## [EXERCISE]
The lines you return must be all those in the data that hold the string "CreateCompanyInput".

Segment Start: DATA SHOWN

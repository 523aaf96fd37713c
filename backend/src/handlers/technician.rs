//! HTTP handlers for technician device-type assignments

use axum::{
    extract::{Path, State},
    http::StatusCode,
    response::IntoResponse,
    Json,
};
use uuid::Uuid;

use crate::{
    error::AppResult,
    middleware::CurrentUser,
    services::technician::{SetAssignmentInput, TechnicianService},
    AppState,
};

pub async fn get_technician_assignment(
    State(state): State<AppState>,
    _user: CurrentUser,
    Path(user_id): Path<Uuid>,
) -> AppResult<impl IntoResponse> {
    let service = TechnicianService::new(state.db);
    Ok(Json(service.get_assignment(user_id).await?))
}

pub async fn set_technician_assignment(
    State(state): State<AppState>,
    _user: CurrentUser,
    Path(user_id): Path<Uuid>,
    Json(input): Json<SetAssignmentInput>,
) -> AppResult<impl IntoResponse> {
    let service = TechnicianService::new(state.db);
    Ok(Json(service.set_assignment(user_id, input).await?))
}

pub async fn remove_technician_assignment(
    State(state): State<AppState>,
    _user: CurrentUser,
    Path(user_id): Path<Uuid>,
) -> AppResult<impl IntoResponse> {
    let service = TechnicianService::new(state.db);
    service.remove_assignment(user_id).await?;
    Ok(StatusCode::NO_CONTENT)
}
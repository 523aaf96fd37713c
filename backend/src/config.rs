//! Configuration management for the inventory server
//!
//! Supports hierarchical configuration loading:
//! 1. Default values in code
//! 2. Configuration files (development.toml, production.toml)
//! 3. Environment variable overrides with INV_ prefix

use config::{ConfigError, Environment, File};
use serde::Deserialize;

/// Main application configuration
#[derive(Debug, Deserialize, Clone)]
pub struct Config {
    /// Current environment (development, production)
    pub environment: String,

    /// Server configuration
    pub server: ServerConfig,

    /// Database configuration
    pub database: DatabaseConfig,

    /// JWT authentication configuration
    pub jwt: JwtConfig,

    /// Inventory limits
    pub inventory: InventoryConfig,
}

#[derive(Debug, Deserialize, Clone)]
pub struct ServerConfig {
    /// Server port
    pub port: u16,

    /// Server host
    pub host: String,
}

#[derive(Debug, Deserialize, Clone)]
pub struct DatabaseConfig {
    /// PostgreSQL connection URL
    pub url: String,

    /// Maximum number of connections in the pool
    pub max_connections: u32,

    /// Minimum number of connections in the pool
    pub min_connections: u32,
}

#[derive(Debug, Deserialize, Clone)]
pub struct JwtConfig {
    /// Secret key used to verify bearer tokens
    pub secret: String,
}

#[derive(Debug, Deserialize, Clone)]
pub struct InventoryConfig {
    /// Largest number of devices or packages created by one request
    pub max_batch_size: u32,

    /// Page size used when a listing does not ask for one
    pub default_page_size: u32,
}

impl Config {
    /// Load configuration from files and environment variables
    pub fn load() -> Result<Self, ConfigError> {
        let environment = std::env::var("INV_ENVIRONMENT").unwrap_or_else(|_| "development".into());

        let config = config::Config::builder()
            // Start with default values
            .set_default("environment", environment.clone())?
            .set_default("server.port", 3000)?
            .set_default("server.host", "0.0.0.0")?
            .set_default("database.max_connections", 10)?
            .set_default("database.min_connections", 2)?
            .set_default("inventory.max_batch_size", 500)?
            .set_default("inventory.default_page_size", 50)?
            // Load environment-specific config file
            .add_source(File::with_name(&format!("config/{}", environment)).required(false))
            // Override with environment variables (INV_ prefix)
            .add_source(
                Environment::with_prefix("INV")
                    .separator("__")
                    .try_parsing(true),
            )
            .build()?;

        config.try_deserialize()
    }
}

impl Default for ServerConfig {
    fn default() -> Self {
        Self {
            port: 3000,
            host: "0.0.0.0".to_string(),
        }
    }
}
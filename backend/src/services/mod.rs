//! Business logic services for the inventory server

pub mod catalog;
pub mod delivery;
pub mod device;
pub mod fault;
pub mod intake;
pub mod movement;
pub mod package;
pub mod scrap;
pub mod technician;
pub mod warehouse;

#[cfg(test)]
pub(crate) mod fixtures;
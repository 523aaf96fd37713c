//! Scrap service: recycling companies, disposals and the devices they take away

use chrono::{DateTime, NaiveDate, Utc};
use rust_decimal::Decimal;
use serde::{Deserialize, Serialize};
use sqlx::{PgConnection, PgPool};
use uuid::Uuid;
use validator::Validate;

use crate::error::{AppError, AppResult};
use crate::models::{
    check_scrap_detail, check_scrappable, validate_disposal_amounts, IntakeDetail, ScrapCompany,
    ScrapDetail, ScrapDisposal, ScrappedDevice,
};
use crate::services::device::lock_device_by_triage;
use crate::services::intake::{DetailRow, DETAIL_COLUMNS};

/// Scrap service for disposals
#[derive(Clone)]
pub struct ScrapService {
    db: PgPool,
}

/// Database row for scrap disposal
#[derive(Debug, sqlx::FromRow)]
struct DisposalRow {
    id: i64,
    date: NaiveDate,
    company_id: i64,
    total_price: Decimal,
    weight: Decimal,
    notes: Option<String>,
    created_by: Uuid,
    in_creation: bool,
}

impl From<DisposalRow> for ScrapDisposal {
    fn from(row: DisposalRow) -> Self {
        ScrapDisposal {
            id: row.id,
            date: row.date,
            company_id: row.company_id,
            total_price: row.total_price,
            weight: row.weight,
            notes: row.notes,
            created_by: row.created_by,
            in_creation: row.in_creation,
        }
    }
}

const DISPOSAL_COLUMNS: &str =
    "id, date, company_id, total_price, weight, notes, created_by, in_creation";

/// Database row for scrap detail
#[derive(Debug, sqlx::FromRow)]
struct ScrapDetailRow {
    id: i64,
    disposal_id: i64,
    intake_detail_id: Option<i64>,
    device_type_id: i64,
    quantity: Decimal,
}

impl From<ScrapDetailRow> for ScrapDetail {
    fn from(row: ScrapDetailRow) -> Self {
        ScrapDetail {
            id: row.id,
            disposal_id: row.disposal_id,
            intake_detail_id: row.intake_detail_id,
            device_type_id: row.device_type_id,
            quantity: row.quantity,
        }
    }
}

const SCRAP_DETAIL_COLUMNS: &str = "id, disposal_id, intake_detail_id, device_type_id, quantity";

/// Database row for a scrapped device
#[derive(Debug, sqlx::FromRow)]
struct ScrappedRow {
    disposal_id: i64,
    device_id: Uuid,
    triage: String,
    added_by: Uuid,
    added_at: DateTime<Utc>,
}

impl From<ScrappedRow> for ScrappedDevice {
    fn from(row: ScrappedRow) -> Self {
        ScrappedDevice {
            disposal_id: row.disposal_id,
            device_id: row.device_id,
            triage: row.triage,
            added_by: row.added_by,
            added_at: row.added_at,
        }
    }
}

/// Input for creating a scrap company
#[derive(Debug, Deserialize, Validate)]
pub struct CreateCompanyInput {
    #[validate(length(min = 1, max = 50))]
    pub name: String,
}

/// Input for opening a disposal
#[derive(Debug, Deserialize, Validate)]
pub struct CreateDisposalInput {
    pub company_id: i64,
    pub date: Option<NaiveDate>,
    #[serde(default)]
    pub total_price: Decimal,
    #[serde(default)]
    pub weight: Decimal,
    #[validate(length(max = 500))]
    pub notes: Option<String>,
}

/// Input for adding a detail line to a disposal
#[derive(Debug, Deserialize)]
pub struct AddScrapDetailInput {
    pub device_type_id: i64,
    pub intake_detail_id: Option<i64>,
    pub quantity: Decimal,
}

/// Input for adding a discarded device to a disposal
#[derive(Debug, Deserialize, Validate)]
pub struct AddScrappedDeviceInput {
    #[validate(length(min = 1, max = 30))]
    pub triage: String,
}

/// Disposal with its details and devices
#[derive(Debug, Serialize)]
pub struct DisposalSummary {
    #[serde(flatten)]
    pub disposal: ScrapDisposal,
    pub details: Vec<ScrapDetail>,
    pub devices: Vec<ScrappedDevice>,
}

impl ScrapService {
    /// Create a new ScrapService instance
    pub fn new(db: PgPool) -> Self {
        Self { db }
    }

    pub async fn create_company(&self, input: CreateCompanyInput) -> AppResult<ScrapCompany> {
        input.validate()?;

        let (id, name) = sqlx::query_as::<_, (i64, String)>(
            "INSERT INTO scrap_companies (name) VALUES ($1) RETURNING id, name",
        )
        .bind(input.name.trim())
        .fetch_one(&self.db)
        .await?;

        tracing::info!(company_id = id, "Scrap company created");
        Ok(ScrapCompany { id, name })
    }

    pub async fn list_companies(&self) -> AppResult<Vec<ScrapCompany>> {
        let rows = sqlx::query_as::<_, (i64, String)>("SELECT id, name FROM scrap_companies ORDER BY name")
            .fetch_all(&self.db)
            .await?;

        Ok(rows.into_iter().map(|(id, name)| ScrapCompany { id, name }).collect())
    }

    /// Open a disposal for a company
    pub async fn create_disposal(
        &self,
        user_id: Uuid,
        input: CreateDisposalInput,
    ) -> AppResult<ScrapDisposal> {
        input.validate()?;
        validate_disposal_amounts(input.total_price, input.weight)?;

        let company_exists =
            sqlx::query_scalar::<_, bool>("SELECT EXISTS(SELECT 1 FROM scrap_companies WHERE id = $1)")
                .bind(input.company_id)
                .fetch_one(&self.db)
                .await?;
        if !company_exists {
            return Err(AppError::NotFound(format!("Scrap company {}", input.company_id)));
        }

        let row = sqlx::query_as::<_, DisposalRow>(&format!(
            r#"
            INSERT INTO scrap_disposals (date, company_id, total_price, weight, notes, created_by)
            VALUES ($1, $2, $3, $4, $5, $6)
            RETURNING {}
            "#,
            DISPOSAL_COLUMNS
        ))
        .bind(input.date.unwrap_or_else(|| Utc::now().date_naive()))
        .bind(input.company_id)
        .bind(input.total_price)
        .bind(input.weight)
        .bind(&input.notes)
        .bind(user_id)
        .fetch_one(&self.db)
        .await?;

        tracing::info!(disposal_id = row.id, company_id = input.company_id, "Scrap disposal opened");
        Ok(row.into())
    }

    /// List disposals, newest first
    pub async fn list_disposals(&self) -> AppResult<Vec<ScrapDisposal>> {
        let rows = sqlx::query_as::<_, DisposalRow>(&format!(
            "SELECT {} FROM scrap_disposals ORDER BY date DESC, id DESC",
            DISPOSAL_COLUMNS
        ))
        .fetch_all(&self.db)
        .await?;

        Ok(rows.into_iter().map(Into::into).collect())
    }

    pub async fn get_disposal(&self, disposal_id: i64) -> AppResult<DisposalSummary> {
        let disposal: ScrapDisposal = sqlx::query_as::<_, DisposalRow>(&format!(
            "SELECT {} FROM scrap_disposals WHERE id = $1",
            DISPOSAL_COLUMNS
        ))
        .bind(disposal_id)
        .fetch_optional(&self.db)
        .await?
        .ok_or_else(|| AppError::NotFound(format!("Scrap disposal {}", disposal_id)))?
        .into();

        let details = sqlx::query_as::<_, ScrapDetailRow>(&format!(
            "SELECT {} FROM scrap_details WHERE disposal_id = $1 ORDER BY id",
            SCRAP_DETAIL_COLUMNS
        ))
        .bind(disposal_id)
        .fetch_all(&self.db)
        .await?;

        let devices = sqlx::query_as::<_, ScrappedRow>(
            r#"
            SELECT s.disposal_id, s.device_id, d.triage, s.added_by, s.added_at
            FROM scrapped_devices s
            JOIN devices d ON d.id = s.device_id
            WHERE s.disposal_id = $1
            ORDER BY s.added_at, d.triage
            "#,
        )
        .bind(disposal_id)
        .fetch_all(&self.db)
        .await?;

        Ok(DisposalSummary {
            disposal,
            details: details.into_iter().map(Into::into).collect(),
            devices: devices.into_iter().map(Into::into).collect(),
        })
    }

    /// Add a quantity of one device type to an open disposal
    pub async fn add_detail(
        &self,
        disposal_id: i64,
        input: AddScrapDetailInput,
    ) -> AppResult<ScrapDetail> {
        let mut tx = self.db.begin().await?;
        lock_disposal(&mut tx, disposal_id).await?.ensure_open()?;

        let intake_detail: Option<IntakeDetail> = match input.intake_detail_id {
            Some(id) => Some(
                sqlx::query_as::<_, DetailRow>(&format!(
                    "SELECT {} FROM intake_details WHERE id = $1",
                    DETAIL_COLUMNS
                ))
                .bind(id)
                .fetch_optional(&mut *tx)
                .await?
                .ok_or_else(|| AppError::NotFound(format!("Intake detail {}", id)))?
                .into(),
            ),
            None => None,
        };
        check_scrap_detail(input.device_type_id, input.quantity, intake_detail.as_ref())?;

        let row = sqlx::query_as::<_, ScrapDetailRow>(&format!(
            r#"
            INSERT INTO scrap_details (disposal_id, intake_detail_id, device_type_id, quantity)
            VALUES ($1, $2, $3, $4)
            RETURNING {}
            "#,
            SCRAP_DETAIL_COLUMNS
        ))
        .bind(disposal_id)
        .bind(input.intake_detail_id)
        .bind(input.device_type_id)
        .bind(input.quantity)
        .fetch_one(&mut *tx)
        .await?;

        tx.commit().await?;

        tracing::info!(disposal_id, device_type_id = input.device_type_id, "Scrap detail added");
        Ok(row.into())
    }

    /// Attach a discarded device to an open disposal
    pub async fn add_device(
        &self,
        user_id: Uuid,
        disposal_id: i64,
        input: AddScrappedDeviceInput,
    ) -> AppResult<ScrappedDevice> {
        input.validate()?;

        let mut tx = self.db.begin().await?;
        lock_disposal(&mut tx, disposal_id).await?.ensure_open()?;
        let device = lock_device_by_triage(&mut tx, &input.triage).await?;
        check_scrappable(&device)?;

        let already_scrapped = sqlx::query_scalar::<_, bool>(
            "SELECT EXISTS(SELECT 1 FROM scrapped_devices WHERE device_id = $1)",
        )
        .bind(device.id)
        .fetch_one(&mut *tx)
        .await?;
        if already_scrapped {
            return Err(AppError::Conflict {
                resource: "scrapped_device".to_string(),
                message: format!("Device {} already left as scrap", device.triage),
                message_es: format!("El dispositivo {} ya salió como desecho", device.triage),
            });
        }

        let (added_by, added_at) = sqlx::query_as::<_, (Uuid, DateTime<Utc>)>(
            r#"
            INSERT INTO scrapped_devices (disposal_id, device_id, added_by)
            VALUES ($1, $2, $3)
            RETURNING added_by, added_at
            "#,
        )
        .bind(disposal_id)
        .bind(device.id)
        .bind(user_id)
        .fetch_one(&mut *tx)
        .await?;

        tx.commit().await?;

        tracing::info!(disposal_id, triage = %device.triage, "Device added to scrap disposal");
        Ok(ScrappedDevice {
            disposal_id,
            device_id: device.id,
            triage: device.triage,
            added_by,
            added_at,
        })
    }

    /// Close a disposal; no details or devices can be added afterwards
    pub async fn close_disposal(&self, disposal_id: i64) -> AppResult<ScrapDisposal> {
        let mut tx = self.db.begin().await?;
        let mut disposal = lock_disposal(&mut tx, disposal_id).await?;

        let (details, devices) = sqlx::query_as::<_, (i64, i64)>(
            r#"
            SELECT (SELECT COUNT(*) FROM scrap_details WHERE disposal_id = $1),
                   (SELECT COUNT(*) FROM scrapped_devices WHERE disposal_id = $1)
            "#,
        )
        .bind(disposal_id)
        .fetch_one(&mut *tx)
        .await?;
        disposal.close(details as usize, devices as usize)?;

        sqlx::query("UPDATE scrap_disposals SET in_creation = FALSE WHERE id = $1")
            .bind(disposal_id)
            .execute(&mut *tx)
            .await?;

        tx.commit().await?;

        tracing::info!(disposal_id, details, devices, "Scrap disposal closed");
        Ok(disposal)
    }
}

async fn lock_disposal(conn: &mut PgConnection, disposal_id: i64) -> AppResult<ScrapDisposal> {
    let row = sqlx::query_as::<_, DisposalRow>(&format!(
        "SELECT {} FROM scrap_disposals WHERE id = $1 FOR UPDATE",
        DISPOSAL_COLUMNS
    ))
    .bind(disposal_id)
    .fetch_optional(&mut *conn)
    .await?
    .ok_or_else(|| AppError::NotFound(format!("Scrap disposal {}", disposal_id)))?;

    Ok(row.into())
}
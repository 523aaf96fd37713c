//! HTTP handlers for deliveries, packages and accounting

use axum::{
    extract::{Path, Query, State},
    http::StatusCode,
    response::IntoResponse,
    Json,
};
use serde::Deserialize;

use crate::{
    error::AppResult,
    middleware::CurrentUser,
    services::{
        delivery::{CreateDeliveryInput, DeliveryService, ReviewDeliveryInput},
        package::{AccountingInput, AssignDeviceInput, CreatePackagesInput, PackageService},
    },
    AppState,
};

#[derive(Debug, Deserialize)]
pub struct DeliveryQuery {
    pub in_creation: Option<bool>,
}

pub async fn list_deliveries(
    State(state): State<AppState>,
    _user: CurrentUser,
    Query(query): Query<DeliveryQuery>,
) -> AppResult<impl IntoResponse> {
    let service = DeliveryService::new(state.db);
    Ok(Json(service.list_deliveries(query.in_creation).await?))
}

pub async fn create_delivery(
    State(state): State<AppState>,
    user: CurrentUser,
    Json(input): Json<CreateDeliveryInput>,
) -> AppResult<impl IntoResponse> {
    let service = DeliveryService::new(state.db);
    let delivery = service.create_delivery(user.0.user_id, input).await?;
    Ok((StatusCode::CREATED, Json(delivery)))
}

pub async fn get_delivery(
    State(state): State<AppState>,
    _user: CurrentUser,
    Path(delivery_id): Path<i64>,
) -> AppResult<impl IntoResponse> {
    let service = DeliveryService::new(state.db);
    Ok(Json(service.get_delivery(delivery_id).await?))
}

pub async fn review_delivery(
    State(state): State<AppState>,
    user: CurrentUser,
    Path(delivery_id): Path<i64>,
    Json(input): Json<ReviewDeliveryInput>,
) -> AppResult<impl IntoResponse> {
    let service = DeliveryService::new(state.db);
    let review = service
        .review_delivery(user.0.user_id, delivery_id, input)
        .await?;
    Ok((StatusCode::CREATED, Json(review)))
}

pub async fn list_reviews(
    State(state): State<AppState>,
    _user: CurrentUser,
    Path(delivery_id): Path<i64>,
) -> AppResult<impl IntoResponse> {
    let service = DeliveryService::new(state.db);
    Ok(Json(service.list_reviews(delivery_id).await?))
}

/// Close a delivery and mark its devices delivered
pub async fn finalize_delivery(
    State(state): State<AppState>,
    user: CurrentUser,
    Path(delivery_id): Path<i64>,
) -> AppResult<impl IntoResponse> {
    let service = DeliveryService::new(state.db);
    Ok(Json(service.finalize_delivery(user.0.user_id, delivery_id).await?))
}

pub async fn list_packages(
    State(state): State<AppState>,
    _user: CurrentUser,
    Path(delivery_id): Path<i64>,
) -> AppResult<impl IntoResponse> {
    let service = PackageService::new(state.db);
    Ok(Json(service.list_packages(delivery_id).await?))
}

pub async fn create_packages(
    State(state): State<AppState>,
    user: CurrentUser,
    Path(delivery_id): Path<i64>,
    Json(input): Json<CreatePackagesInput>,
) -> AppResult<impl IntoResponse> {
    let service = PackageService::new(state.db);
    let packages = service
        .create_packages(
            user.0.user_id,
            delivery_id,
            input,
            state.config.inventory.max_batch_size,
        )
        .await?;
    Ok((StatusCode::CREATED, Json(packages)))
}

pub async fn remove_package(
    State(state): State<AppState>,
    _user: CurrentUser,
    Path(package_id): Path<i64>,
) -> AppResult<impl IntoResponse> {
    let service = PackageService::new(state.db);
    service.remove_package(package_id).await?;
    Ok(StatusCode::NO_CONTENT)
}

pub async fn list_assignments(
    State(state): State<AppState>,
    _user: CurrentUser,
    Path(package_id): Path<i64>,
) -> AppResult<impl IntoResponse> {
    let service = PackageService::new(state.db);
    Ok(Json(service.list_assignments(package_id).await?))
}

pub async fn assign_device(
    State(state): State<AppState>,
    user: CurrentUser,
    Path(package_id): Path<i64>,
    Json(input): Json<AssignDeviceInput>,
) -> AppResult<impl IntoResponse> {
    let service = PackageService::new(state.db);
    let assignment = service
        .assign_device(user.0.user_id, package_id, input)
        .await?;
    Ok((StatusCode::CREATED, Json(assignment)))
}

pub async fn unassign_device(
    State(state): State<AppState>,
    _user: CurrentUser,
    Path((package_id, triage)): Path<(i64, String)>,
) -> AppResult<impl IntoResponse> {
    let service = PackageService::new(state.db);
    service.unassign_device(package_id, &triage).await?;
    Ok(StatusCode::NO_CONTENT)
}

/// Quality-control approval of every device in a package
pub async fn approve_package(
    State(state): State<AppState>,
    user: CurrentUser,
    Path(package_id): Path<i64>,
) -> AppResult<impl IntoResponse> {
    let service = PackageService::new(state.db);
    Ok(Json(
        service.approve_package_batch(user.0.user_id, package_id).await?,
    ))
}

pub async fn accounting_approve(
    State(state): State<AppState>,
    _user: CurrentUser,
    Json(input): Json<AccountingInput>,
) -> AppResult<impl IntoResponse> {
    let service = PackageService::new(state.db);
    Ok(Json(service.accounting_approve(input).await?))
}

pub async fn accounting_reject(
    State(state): State<AppState>,
    _user: CurrentUser,
    Json(input): Json<AccountingInput>,
) -> AppResult<impl IntoResponse> {
    let service = PackageService::new(state.db);
    Ok(Json(service.accounting_reject(input).await?))
}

Segment End: DATA SHOWN

## [TASK RESPONSE]
pub struct CreateCompanyInput {
    pub async fn create_company(&self, input: CreateCompanyInput) -> AppResult<ScrapCompany> {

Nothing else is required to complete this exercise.